Ahora sabemos ya que la riqueza natural de Madrid no se derramaba generosamente sólo para financiar los servicios públicos de Andalucía, según dijo Cristina Cifuentes (véase nuestro post de 17/11/2016), sino que, a través del Canal de Isabel II, fluía también para destinos más próximos y remotos. Es lo que tiene ser rico/a de cuna y dadivoso de nacimiento.

En casos como el de Ignacio González, ex presidente de la Comunidad Autónoma de Madrid, encarcelado por la presunta comisión de delitos conexos con el saqueo de las arcas públicas madrileñas para lucro propio y ajeno (PP), siempre me pregunto qué pulsión mueve a estos individuos que no se conforman con gozar de su supuesto derecho natural al poder sino que necesitan viciosamente afanar más y más sin medida. El paradigma sería Rodrigo Rato. ¿Qué mecanismos del cerebro tienen más desarrollados –es un decir– que el común de los ciudadanos para estar en la cima del mundo, sea el FMI o la vicepresidencia del Gobierno de España, y estar maquinando con perseverancia para enriquecerse sin freno?
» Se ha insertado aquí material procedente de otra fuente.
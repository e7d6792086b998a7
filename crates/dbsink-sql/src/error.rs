//! SQL synthesis error types.

use thiserror::Error;

use crate::schema::DataKind;

/// Errors raised while building a schema or rendering SQL.
#[derive(Debug, Error)]
pub enum SqlError {
    /// The sink options describe an invalid table layout.
    #[error("invalid sink configuration: {0}")]
    Configuration(String),
    /// The dialect has no CREATE TABLE support.
    #[error("dialect {dialect} does not support table creation")]
    UnsupportedDialect {
        /// Dialect name.
        dialect: String,
    },
    /// The dialect cannot express a column's (kind, length) combination.
    #[error("column {column} has type {kind:?} which dialect {dialect} cannot express")]
    UnsupportedColumnType {
        /// Column name.
        column: String,
        /// Dialect name.
        dialect: String,
        /// The offending data kind.
        kind: DataKind,
    },
}

/// Result type for SQL synthesis.
pub type Result<T> = std::result::Result<T, SqlError>;

// ─────────────────────────────────────────────────────────────────────────────
// Tests
// ─────────────────────────────────────────────────────────────────────────────
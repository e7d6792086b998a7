//! # dbsink-writer
//!
//! Executes the SQL that `dbsink-sql` renders.
//!
//! - **Connections**: [`ConnectionFactory`] / [`DbConnection`] / [`DbCommand`] seams,
//!   with a `rusqlite` implementation in [`sqlite`]
//! - **Provisioning**: [`provision`] runs the idempotent CREATE TABLE once
//! - **Sinks**: [`AuditSink`] writes one event per call and raises failures;
//!   [`BatchSink`] writes a batch per connection and reports failures to [`Diagnostics`]
//! - **Host**: [`DbSinkLayer`] feeds `tracing` events into a [`BatchSink`]

#![deny(unsafe_code)]

pub mod audit;
pub mod batch;
pub mod connection;
pub mod diagnostics;
pub mod error;
pub mod layer;
pub mod provision;
pub mod sink_core;
pub mod sqlite;

pub use audit::AuditSink;
pub use batch::{BatchOptions, BatchSink};
pub use connection::{ConnectionFactory, DbCommand, DbConnection};
pub use diagnostics::{BatchWriteFailure, Diagnostics, TracingDiagnostics};
pub use error::{DriverError, Result, SinkError};
pub use layer::{DbSinkLayer, LayerHandle, spawn_flush_task};
pub use provision::provision;
pub use sink_core::SinkCore;
pub use sqlite::{PoolConfig, SqliteConnectionFactory};
//! Batched sink: one connection and one reused command per batch.

use std::sync::Arc;
use std::time::Duration;

use dbsink_core::LogEvent;
use dbsink_sql::{DialectStrategy, SinkOptions};
use tracing::debug;

use crate::connection::{ConnectionFactory, DbCommand, DbConnection};
use crate::diagnostics::{BatchWriteFailure, Diagnostics, TracingDiagnostics};
use crate::error::{DriverError, Result, SinkError};
use crate::provision::provision;
use crate::sink_core::SinkCore;

/// Host-side batching parameters.
#[derive(Clone, Debug, PartialEq, Eq)]
pub struct BatchOptions {
    /// Maximum events per batch.
    pub batch_posting_limit: usize,
    /// Interval between periodic flushes.
    pub period: Duration,
}

impl Default for BatchOptions {
    fn default() -> Self {
        Self {
            batch_posting_limit: 50,
            period: Duration::from_secs(5),
        }
    }
}

/// Writes batches of events; failures go to [`Diagnostics`], never to the caller.
pub struct BatchSink<F: ConnectionFactory> {
    core: SinkCore,
    factory: F,
    diagnostics: Arc<dyn Diagnostics>,
    options: BatchOptions,
}

impl<F: ConnectionFactory> BatchSink<F> {
    /// Build the sink, provisioning the table when auto-create is on.
    pub fn new(
        options: &SinkOptions,
        strategy: DialectStrategy,
        factory: F,
        batch: BatchOptions,
    ) -> Result<Self> {
        let core = SinkCore::new(options, strategy)?;
        if options.auto_create_table {
            provision(core.strategy(), core.schema(), &factory)?;
        }
        Ok(Self {
            core,
            factory,
            diagnostics: Arc::new(TracingDiagnostics),
            options: batch,
        })
    }

    /// Replace the failure reporter.
    #[must_use]
    pub fn with_diagnostics(mut self, diagnostics: Arc<dyn Diagnostics>) -> Self {
        self.diagnostics = diagnostics;
        self
    }

    /// Shared schema and dialect.
    pub fn core(&self) -> &SinkCore {
        &self.core
    }

    /// Batching parameters.
    pub fn options(&self) -> &BatchOptions {
        &self.options
    }

    /// Write `events` in order and return how many were written.
    ///
    /// The first failure aborts the remainder of the batch.
    pub fn emit_batch(&self, events: &[LogEvent]) -> usize {
        if events.is_empty() {
            return 0;
        }
        let mut written = 0;
        match self.write(events, &mut written) {
            Ok(()) => {
                debug!(count = written, "batch written");
            }
            Err(source) => {
                let failure = BatchWriteFailure {
                    attempted: events.len(),
                    written,
                    error: SinkError::Write { source },
                };
                self.diagnostics.batch_failed(&failure);
            }
        }
        written
    }

    fn write(&self, events: &[LogEvent], written: &mut usize) -> std::result::Result<(), DriverError> {
        let mut conn = self.factory.connect()?;
        conn.open()?;
        let mut command = conn.create_command();
        for event in events {
            self.core.prepare(&mut command, event);
            let _ = command.execute_non_query()?;
            *written += 1;
        }
        Ok(())
    }

    /// Release the sink.
    pub fn dispose(self) {
        drop(self);
    }
}

impl<F: ConnectionFactory> Drop for BatchSink<F> {
    fn drop(&mut self) {
        debug!(table = self.core.schema().table_name(), "batch sink disposed");
    }
}

// ─────────────────────────────────────────────────────────────────────────────
// Tests
// ─────────────────────────────────────────────────────────────────────────────

#[cfg(test)]
mod tests {
    use super::*;
    use crate::connection::testing::RecordingFactory;
    use dbsink_core::LogLevel;
    use dbsink_sql::{ColumnValue, Dialect};
    use parking_lot::Mutex;

    fn sink(factory: &RecordingFactory) -> BatchSink<RecordingFactory> {
        let mut opts = SinkOptions::default();
        opts.auto_create_table = false;
        BatchSink::new(&opts, Dialect::Sqlite.strategy(), factory.clone(), BatchOptions::default())
            .unwrap()
    }

    fn events(n: usize) -> Vec<LogEvent> {
        (0..n)
            .map(|i| LogEvent::now(LogLevel::Information, format!("event {i}")))
            .collect()
    }

    #[test]
    fn defaults() {
        let opts = BatchOptions::default();
        assert_eq!(opts.batch_posting_limit, 50);
        assert_eq!(opts.period, Duration::from_secs(5));
    }

    // ── emit_batch ──

    #[test]
    fn empty_batch_is_noop() {
        let factory = RecordingFactory::default();
        assert_eq!(sink(&factory).emit_batch(&[]), 0);
        assert_eq!(factory.journal.lock().connects, 0);
    }

    #[test]
    fn one_connection_one_command_per_batch() {
        let factory = RecordingFactory::default();
        assert_eq!(sink(&factory).emit_batch(&events(3)), 3);
        let journal = factory.journal.lock();
        assert_eq!(journal.connects, 1);
        assert_eq!(journal.commands, 1);
        assert_eq!(journal.executed.len(), 3);
        assert_eq!(journal.executed[2].1[0].1, ColumnValue::from("event 2"));
        let width = journal.executed[0].1.len();
        assert!(journal.executed.iter().all(|(_, p)| p.len() == width));
    }

    #[test]
    fn failure_aborts_rest_and_reports() {
        let factory = RecordingFactory::failing_at(1);
        let reports = Arc::new(Mutex::new(Vec::new()));
        let sink_reports = Arc::clone(&reports);
        let sink = sink(&factory).with_diagnostics(Arc::new(move |f: &BatchWriteFailure| {
            sink_reports.lock().push((f.attempted, f.written));
        }));
        assert_eq!(sink.emit_batch(&events(4)), 1);
        assert_eq!(factory.journal.lock().executed.len(), 1);
        assert_eq!(*reports.lock(), vec![(4, 1)]);
    }
}
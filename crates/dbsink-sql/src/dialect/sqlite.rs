//! SQLite.

use std::fmt::Write as _;

use super::{DialectStrategy, TypeName, fixed_length, text_length};
use crate::ddl::TableLayout;
use crate::error::Result;
use crate::schema::{DataKind, Schema};

pub(super) const STRATEGY: DialectStrategy = DialectStrategy {
    dialect: super::Dialect::Sqlite,
    name: "Sqlite",
    quote_open: "[",
    quote_close: "]",
    parameter_prefix: "@",
    qualify_with_schema: false,
    default_values_insert: "DEFAULT VALUES",
    type_name,
    create_table: Some(create_table),
};

fn type_name(kind: DataKind, length: Option<i32>) -> Option<TypeName> {
    Some(match kind {
        DataKind::Int32 | DataKind::Int64 | DataKind::Boolean => TypeName::plain("INTEGER"),
        DataKind::Text => {
            let _ = text_length(length)?;
            TypeName::plain("TEXT")
        }
        DataKind::FixedText => {
            let _ = fixed_length(length)?;
            TypeName::plain("TEXT")
        }
        DataKind::DateTime => TypeName::plain("TEXT"),
        DataKind::Float => TypeName::plain("REAL"),
    })
}

/// `CREATE TABLE IF NOT EXISTS` followed by `CREATE INDEX IF NOT EXISTS`.
fn create_table(strategy: &DialectStrategy, schema: &Schema) -> Result<String> {
    let layout = TableLayout::of(schema);
    let table = schema.table_name();
    let target = strategy.table_ref(schema);

    let mut lines = Vec::with_capacity(layout.columns.len() + 2);
    if let Some(id) = layout.identity {
        lines.push(format!(
            "{} INTEGER NOT NULL PRIMARY KEY AUTOINCREMENT",
            strategy.quote(&id.name)
        ));
    }
    for column in &layout.columns {
        lines.push(strategy.column_definition(column)?);
    }
    if let Some(pk) = layout.primary_key {
        lines.push(format!("PRIMARY KEY ({})", strategy.quote(&pk.name)));
    }

    let mut sql = String::new();
    let _ = writeln!(sql, "CREATE TABLE IF NOT EXISTS {target} (");
    sql.push_str(&lines.join(",\n"));
    sql.push_str("\n);\n");
    for (i, column) in layout.indexes.iter().enumerate() {
        let _ = writeln!(
            sql,
            "CREATE INDEX IF NOT EXISTS {} ON {target} ({});",
            strategy.quote(&format!("IX{}_{table}", i + 1)),
            strategy.quote(&column.name)
        );
    }
    Ok(sql)
}

// ─────────────────────────────────────────────────────────────────────────────
// Tests
// ─────────────────────────────────────────────────────────────────────────────
//! # dbsink
//!
//! Command-line front end: print the DDL or INSERT a configuration produces,
//! or run a SQLite demo through the tracing layer.

#![deny(unsafe_code)]

use std::fmt::Write as _;
use std::path::{Path, PathBuf};

use anyhow::{Context, Result, bail};
use clap::{Parser, Subcommand};
use dbsink_core::{LogEvent, LogLevel, PropertyValue};
use dbsink_settings::{SinkSettings, load_settings_from_env, load_settings_from_path};
use dbsink_sql::{Dialect, Extractor, Schema, build_create_table, build_insert};
use dbsink_writer::{
    BatchOptions, BatchSink, DbSinkLayer, PoolConfig, SqliteConnectionFactory, spawn_flush_task,
};
use tracing::info;

/// Persist structured log events into SQL tables.
#[derive(Parser, Debug)]
#[command(name = "dbsink", about = "Persist structured log events into SQL tables")]
struct Cli {
    /// Settings file (JSON). Missing keys fall back to defaults.
    #[arg(long, global = true)]
    settings: Option<PathBuf>,

    /// Log filter for stderr output (`RUST_LOG` wins).
    #[arg(long, global = true, default_value = "info")]
    log_level: String,

    #[command(subcommand)]
    command: Command,
}

#[derive(Subcommand, Debug)]
enum Command {
    /// Print the CREATE TABLE statement.
    Ddl {
        /// Dialect, overriding the settings.
        #[arg(long)]
        dialect: Option<Dialect>,
    },
    /// Print the INSERT and parameters for one event.
    Insert {
        /// Dialect, overriding the settings.
        #[arg(long)]
        dialect: Option<Dialect>,
        /// Message template.
        #[arg(long)]
        message: String,
        /// Event property as `NAME=VALUE`; repeatable.
        #[arg(long = "property", value_parser = parse_property)]
        properties: Vec<(String, PropertyValue)>,
    },
    /// Provision a SQLite table and write events through the tracing layer.
    Demo {
        /// SQLite database file.
        #[arg(long)]
        database: Option<PathBuf>,
        /// Number of events to write.
        #[arg(long, default_value = "10")]
        count: usize,
    },
}

fn load_settings(path: Option<&Path>) -> Result<SinkSettings> {
    match path {
        Some(path) => load_settings_from_path(path)
            .with_context(|| format!("Failed to load settings from {}", path.display())),
        None => Ok(load_settings_from_env()),
    }
}

/// `NAME=VALUE`; the value is read as an integer, float or boolean when it
/// parses as one, else as text.
fn parse_property(raw: &str) -> std::result::Result<(String, PropertyValue), String> {
    let (name, value) = raw
        .split_once('=')
        .ok_or_else(|| format!("expected NAME=VALUE, got '{raw}'"))?;
    let name = name.trim();
    if name.is_empty() {
        return Err("property name is empty".to_string());
    }
    let value = if let Ok(n) = value.parse::<i64>() {
        PropertyValue::from(n)
    } else if let Ok(f) = value.parse::<f64>() {
        PropertyValue::from(f)
    } else if let Ok(b) = value.parse::<bool>() {
        PropertyValue::from(b)
    } else {
        PropertyValue::from(value)
    };
    Ok((name.to_string(), value))
}

fn resolve_dialect(flag: Option<Dialect>, settings: &SinkSettings) -> Result<Dialect> {
    match flag {
        Some(dialect) => Ok(dialect),
        None => settings.dialect().context("Invalid dialect in settings"),
    }
}

fn ddl(settings: &SinkSettings, dialect: Dialect) -> Result<String> {
    let schema = Schema::build(&settings.to_sink_options()?)?;
    Ok(build_create_table(&dialect.strategy(), &schema)?)
}

fn insert(
    settings: &SinkSettings,
    dialect: Dialect,
    message: &str,
    properties: Vec<(String, PropertyValue)>,
) -> Result<String> {
    let schema = Schema::build(&settings.to_sink_options()?)?;
    let mut event = LogEvent::now(LogLevel::Information, message);
    for (name, value) in properties {
        event = event.with_property(name, value);
    }
    let row = Extractor::new(&schema).extract(&event);
    let stmt = build_insert(&dialect.strategy(), &schema, &row);

    let mut out = stmt.sql;
    for (name, value) in &stmt.parameters {
        let _ = write!(out, "\n  {name} = {value}");
    }
    Ok(out)
}

async fn demo(settings: &SinkSettings, database: &Path, count: usize, log_level: &str) -> Result<()> {
    let options = settings.to_sink_options()?;
    let factory = SqliteConnectionFactory::pool_file(database, &PoolConfig::default())
        .with_context(|| format!("Failed to open {}", database.display()))?;
    let batch = BatchOptions {
        batch_posting_limit: settings.batch_posting_limit,
        period: settings.period(),
    };
    let sink = BatchSink::new(&options, Dialect::Sqlite.strategy(), factory, batch)
        .context("Failed to create batch sink")?;
    let layer = DbSinkLayer::new(sink).with_min_level(settings.minimum_level()?);
    let handle = layer.handle();
    dbsink_core::logging::init_subscriber_with_layer(log_level, layer);
    let flush_task = spawn_flush_task(handle.clone(), settings.period());

    for i in 0..count {
        info!(iteration = i, total = count, "demo event {{iteration}} of {{total}}");
    }
    handle.flush();
    flush_task.abort();
    println!("wrote {count} events to {}", database.display());
    Ok(())
}

#[tokio::main]
async fn main() -> Result<()> {
    let args = Cli::parse();
    let settings = load_settings(args.settings.as_deref())?;

    match args.command {
        Command::Ddl { dialect } => {
            dbsink_core::logging::init_subscriber(&args.log_level);
            let dialect = resolve_dialect(dialect, &settings)?;
            println!("{}", ddl(&settings, dialect)?);
        }
        Command::Insert {
            dialect,
            message,
            properties,
        } => {
            dbsink_core::logging::init_subscriber(&args.log_level);
            let dialect = resolve_dialect(dialect, &settings)?;
            println!("{}", insert(&settings, dialect, &message, properties)?);
        }
        Command::Demo { database, count } => {
            let Some(database) = database.or_else(|| settings.database_path()) else {
                bail!("no database: pass --database or set DBSINK_DATABASE");
            };
            demo(&settings, &database, count, &args.log_level).await?;
        }
    }
    Ok(())
}

// ─────────────────────────────────────────────────────────────────────────────
// Tests
// ─────────────────────────────────────────────────────────────────────────────

#[cfg(test)]
mod tests {
    use super::*;

    #[test]
    fn cli_parses_ddl_with_dialect() {
        let cli = Cli::parse_from(["dbsink", "ddl", "--dialect", "sqlite"]);
        assert!(matches!(cli.command, Command::Ddl { dialect: Some(Dialect::Sqlite) }));
        assert_eq!(cli.log_level, "info");
    }

    #[test]
    fn cli_parses_repeated_properties() {
        let cli = Cli::parse_from([
            "dbsink", "insert", "--message", "hi {Age}", "--property", "Age=30", "--property",
            "Name=ada",
        ]);
        let Command::Insert { properties, .. } = cli.command else {
            panic!("expected insert");
        };
        assert_eq!(properties[0], ("Age".to_string(), PropertyValue::from(30_i64)));
        assert_eq!(properties[1], ("Name".to_string(), PropertyValue::from("ada")));
    }

    #[test]
    fn property_parsing() {
        assert_eq!(parse_property("x=1.5").unwrap().1, PropertyValue::from(1.5));
        assert_eq!(parse_property("x=true").unwrap().1, PropertyValue::from(true));
        assert!(parse_property("novalue").is_err());
        assert!(parse_property("=1").is_err());
    }

    #[test]
    fn ddl_for_sqlite() {
        let sql = ddl(&SinkSettings::default(), Dialect::Sqlite).unwrap();
        assert!(sql.starts_with("CREATE TABLE IF NOT EXISTS [Logs]"));
    }

    #[test]
    fn ddl_unsupported_for_oracle() {
        assert!(ddl(&SinkSettings::default(), Dialect::Oracle).is_err());
    }

    #[test]
    fn insert_lists_parameters() {
        let out = insert(
            &SinkSettings::default(),
            Dialect::SqlServer,
            "hello",
            vec![("Age".into(), PropertyValue::from(30_i64))],
        )
        .unwrap();
        assert!(out.starts_with("INSERT INTO [dbo].[Logs]"));
        assert!(out.contains("@p0 = \"hello\""));
    }
}
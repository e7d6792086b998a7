//! SQL dialect strategies.
//!
//! A dialect is a plain [`DialectStrategy`] value: quoting tokens, the
//! parameter prefix, a type-mapping function and an optional CREATE TABLE
//! renderer. [`Dialect::strategy`] returns the built-in entries; callers with
//! a different target supply their own complete strategy value.

mod mysql;
mod oracle;
mod sqlite;
mod sqlserver;

use std::fmt;
use std::str::FromStr;

use crate::error::{Result, SqlError};
use crate::schema::{ColumnDefinition, DataKind, Schema};

/// Built-in dialects.
#[derive(Clone, Copy, Debug, PartialEq, Eq, Hash)]
pub enum Dialect {
    /// Microsoft SQL Server.
    SqlServer,
    /// MySQL / MariaDB.
    MySql,
    /// Oracle (insert only).
    Oracle,
    /// SQLite.
    Sqlite,
}

impl Dialect {
    /// Every built-in dialect.
    pub const ALL: [Self; 4] = [Self::SqlServer, Self::MySql, Self::Oracle, Self::Sqlite];

    /// The built-in strategy entry.
    pub fn strategy(self) -> DialectStrategy {
        match self {
            Self::SqlServer => sqlserver::STRATEGY,
            Self::MySql => mysql::STRATEGY,
            Self::Oracle => oracle::STRATEGY,
            Self::Sqlite => sqlite::STRATEGY,
        }
    }

    /// Display name.
    pub fn name(self) -> &'static str {
        match self {
            Self::SqlServer => "SqlServer",
            Self::MySql => "MySql",
            Self::Oracle => "Oracle",
            Self::Sqlite => "Sqlite",
        }
    }
}

impl fmt::Display for Dialect {
    fn fmt(&self, f: &mut fmt::Formatter<'_>) -> fmt::Result {
        f.write_str(self.name())
    }
}

impl FromStr for Dialect {
    type Err = SqlError;

    fn from_str(s: &str) -> Result<Self> {
        match s.trim().to_ascii_lowercase().as_str() {
            "sqlserver" | "mssql" => Ok(Self::SqlServer),
            "mysql" | "mariadb" => Ok(Self::MySql),
            "oracle" => Ok(Self::Oracle),
            "sqlite" => Ok(Self::Sqlite),
            _ => Err(SqlError::Configuration(format!("unknown dialect '{s}'"))),
        }
    }
}

/// Length suffix of a column type.
#[derive(Clone, Copy, Debug, PartialEq, Eq)]
pub enum TypeSize {
    /// `(MAX)`.
    Max,
    /// `(n)`.
    Length(u32),
}

/// A rendered column type such as `NVARCHAR(MAX)` or `INTEGER`.
#[derive(Clone, Copy, Debug, PartialEq, Eq)]
pub struct TypeName {
    /// Base type keyword.
    pub name: &'static str,
    /// Optional length suffix.
    pub size: Option<TypeSize>,
}

impl TypeName {
    /// A type without a length.
    pub const fn plain(name: &'static str) -> Self {
        Self { name, size: None }
    }

    /// A type with an explicit length.
    pub const fn sized(name: &'static str, length: u32) -> Self {
        Self {
            name,
            size: Some(TypeSize::Length(length)),
        }
    }

    /// A type with a `MAX` length.
    pub const fn max(name: &'static str) -> Self {
        Self {
            name,
            size: Some(TypeSize::Max),
        }
    }
}

impl fmt::Display for TypeName {
    fn fmt(&self, f: &mut fmt::Formatter<'_>) -> fmt::Result {
        f.write_str(self.name)?;
        match self.size {
            None => Ok(()),
            Some(TypeSize::Max) => f.write_str("(MAX)"),
            Some(TypeSize::Length(n)) => write!(f, "({n})"),
        }
    }
}

/// Maps a column's (kind, length) to a dialect type; `None` when unsupported.
pub type TypeNameFn = fn(DataKind, Option<i32>) -> Option<TypeName>;

/// Renders the idempotent CREATE TABLE script.
pub type CreateTableFn = fn(&DialectStrategy, &Schema) -> Result<String>;

/// Everything the statement builders need to know about a dialect.
#[derive(Clone, Copy, Debug)]
pub struct DialectStrategy {
    /// Which dialect this entry targets.
    pub dialect: Dialect,
    /// Name used in errors and logs.
    pub name: &'static str,
    /// Opening identifier quote.
    pub quote_open: &'static str,
    /// Closing identifier quote.
    pub quote_close: &'static str,
    /// Prefix of named parameters.
    pub parameter_prefix: &'static str,
    /// Qualify the table with the schema name on insert.
    pub qualify_with_schema: bool,
    /// Insert suffix used when no column is supplied.
    pub default_values_insert: &'static str,
    /// Type mapping.
    pub type_name: TypeNameFn,
    /// CREATE TABLE renderer, if the dialect supports it.
    pub create_table: Option<CreateTableFn>,
}

impl DialectStrategy {
    /// Quote an identifier, doubling any embedded closing quote.
    pub fn quote(&self, ident: &str) -> String {
        let escaped = ident.replace(self.quote_close, &self.quote_close.repeat(2));
        format!("{}{escaped}{}", self.quote_open, self.quote_close)
    }

    /// Parameter placeholder for a column position: `{prefix}p{index}`.
    pub fn parameter_name(&self, index: usize) -> String {
        format!("{}p{index}", self.parameter_prefix)
    }

    /// The (possibly schema-qualified) quoted table reference.
    pub fn table_ref(&self, schema: &Schema) -> String {
        if self.qualify_with_schema && !schema.schema_name().is_empty() {
            format!(
                "{}.{}",
                self.quote(schema.schema_name()),
                self.quote(schema.table_name())
            )
        } else {
            self.quote(schema.table_name())
        }
    }

    /// Map a column to a dialect type.
    pub fn column_type(&self, column: &ColumnDefinition) -> Result<TypeName> {
        (self.type_name)(column.kind, column.max_length).ok_or_else(|| {
            SqlError::UnsupportedColumnType {
                column: column.name.clone(),
                dialect: self.name.to_string(),
                kind: column.kind,
            }
        })
    }

    /// `<name> <type> NULL|NOT NULL`.
    pub fn column_definition(&self, column: &ColumnDefinition) -> Result<String> {
        let ty = self.column_type(column)?;
        let null = if column.allow_null { "NULL" } else { "NOT NULL" };
        Ok(format!("{} {ty} {null}", self.quote(&column.name)))
    }
}

/// Length of a variable text column: `Some(None)` for unbounded.
fn text_length(length: Option<i32>) -> Option<Option<u32>> {
    match length {
        None | Some(-1) => Some(None),
        Some(n) if n > 0 => u32::try_from(n).ok().map(Some),
        Some(_) => None,
    }
}

/// Length of a fixed text column; unbounded is not representable.
fn fixed_length(length: Option<i32>) -> Option<u32> {
    length
        .filter(|n| *n > 0)
        .and_then(|n| u32::try_from(n).ok())
}

/// `'text'` with embedded quotes doubled.
fn string_literal(text: &str) -> String {
    format!("'{}'", text.replace('\'', "''"))
}

// ─────────────────────────────────────────────────────────────────────────────
// Tests
// ─────────────────────────────────────────────────────────────────────────────
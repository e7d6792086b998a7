//! Sink error types.

use dbsink_sql::SqlError;
use thiserror::Error;

/// Failures reported by a database driver.
#[derive(Debug, Error)]
pub enum DriverError {
    /// `SQLite` error.
    #[error("sqlite error: {0}")]
    Sqlite(#[from] rusqlite::Error),
    /// Connection pool error.
    #[error("connection pool error: {0}")]
    Pool(#[from] r2d2::Error),
    /// Any other driver failure.
    #[error("driver error: {0}")]
    Other(String),
}

/// Errors surfaced by the sinks.
#[derive(Debug, Error)]
pub enum SinkError {
    /// CREATE TABLE could not be executed.
    #[error("failed to provision table: {source}")]
    Provisioning {
        /// Underlying driver failure.
        source: DriverError,
    },
    /// An INSERT could not be executed.
    #[error("failed to write event: {source}")]
    Write {
        /// Underlying driver failure.
        source: DriverError,
    },
    /// The audit sink was configured with an option it cannot honour.
    #[error("audit sink does not support option: {0}")]
    UnsupportedAuditOption(String),
    /// Schema or SQL synthesis failure.
    #[error(transparent)]
    Sql(#[from] SqlError),
    /// Driver failure outside provisioning or writing.
    #[error(transparent)]
    Driver(#[from] DriverError),
}

/// Result type for sink operations.
pub type Result<T> = std::result::Result<T, SinkError>;

// ─────────────────────────────────────────────────────────────────────────────
// Tests
// ─────────────────────────────────────────────────────────────────────────────
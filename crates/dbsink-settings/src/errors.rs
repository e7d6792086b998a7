//! Settings error types.

use thiserror::Error;

/// Errors that can occur when loading or converting settings.
#[derive(Debug, Error)]
pub enum SettingsError {
    /// Failed to read the settings file from disk.
    #[error("failed to read settings file: {0}")]
    Io(#[from] std::io::Error),
    /// Failed to parse JSON in the settings file.
    #[error("failed to parse settings JSON: {0}")]
    Json(#[from] serde_json::Error),
    /// A settings value was invalid (unknown dialect, column kind, level).
    #[error("invalid settings value: {0}")]
    InvalidValue(String),
}

impl From<dbsink_sql::SqlError> for SettingsError {
    fn from(err: dbsink_sql::SqlError) -> Self {
        Self::InvalidValue(err.to_string())
    }
}

/// Result type for settings operations.
pub type Result<T> = std::result::Result<T, SettingsError>;

// ─────────────────────────────────────────────────────────────────────────────
// Tests
// ─────────────────────────────────────────────────────────────────────────────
Según las investigaciones más recientes, la culpa sería de la dopamina, un neuromodulador producido por células de la parte alta del tronco cerebral, conocida como la molécula del placer, que sería la inductora de la obsesión por el dinero. Es la que se llevó por delante, por ejemplo, a Bernard Madoff, el ‘lobo’ de Wall Street protagonista del mayor fraude de la historia cometido por una sola persona, más de 50.000 millones de dólares birlados no se sabe cómo, y que fue condenado a 150 años de prisión. También le atacó en menor escala a los Pujol, en la antesala de la independencia de Cataluña (se conoce que, desconfiados del porvenir, querían estar bien pertrechados por si, finalmente, se consumara la secesión).

Lo peor de estos obsesos es que no tienen consideración alguna con sus prójimos más próximos: ¡Qué manera de meterle las cabras en el corral al sospechoso Fiscal jefe Anticorrupción! ¡Qué inoportuna remoción de las tramas inexplicadas en el Ministerio del Interior!  ¿Cuándo ha pensado Ignacio González en doña Esperanza, en esas lágrimas, en ese sufrimiento de una mujer tan ajena siempre a todo lo que se cocía en su entorno? Es de malnacidos ser desagradecidos. ¿Cuándo ha pensado Ignacio González en don Mariano y en los enanos del circo que le crecen en infeliz coyuntura? ¿Por qué se arriesga Ignacio González a convertirse para siempre en un adinerado convicto y donnadie, por ejemplo en un “esa persona por la que usted me pregunta”? Ni la dopamina ni tanto placer merecen el calvario de Ignacio González y sus efectos colaterales.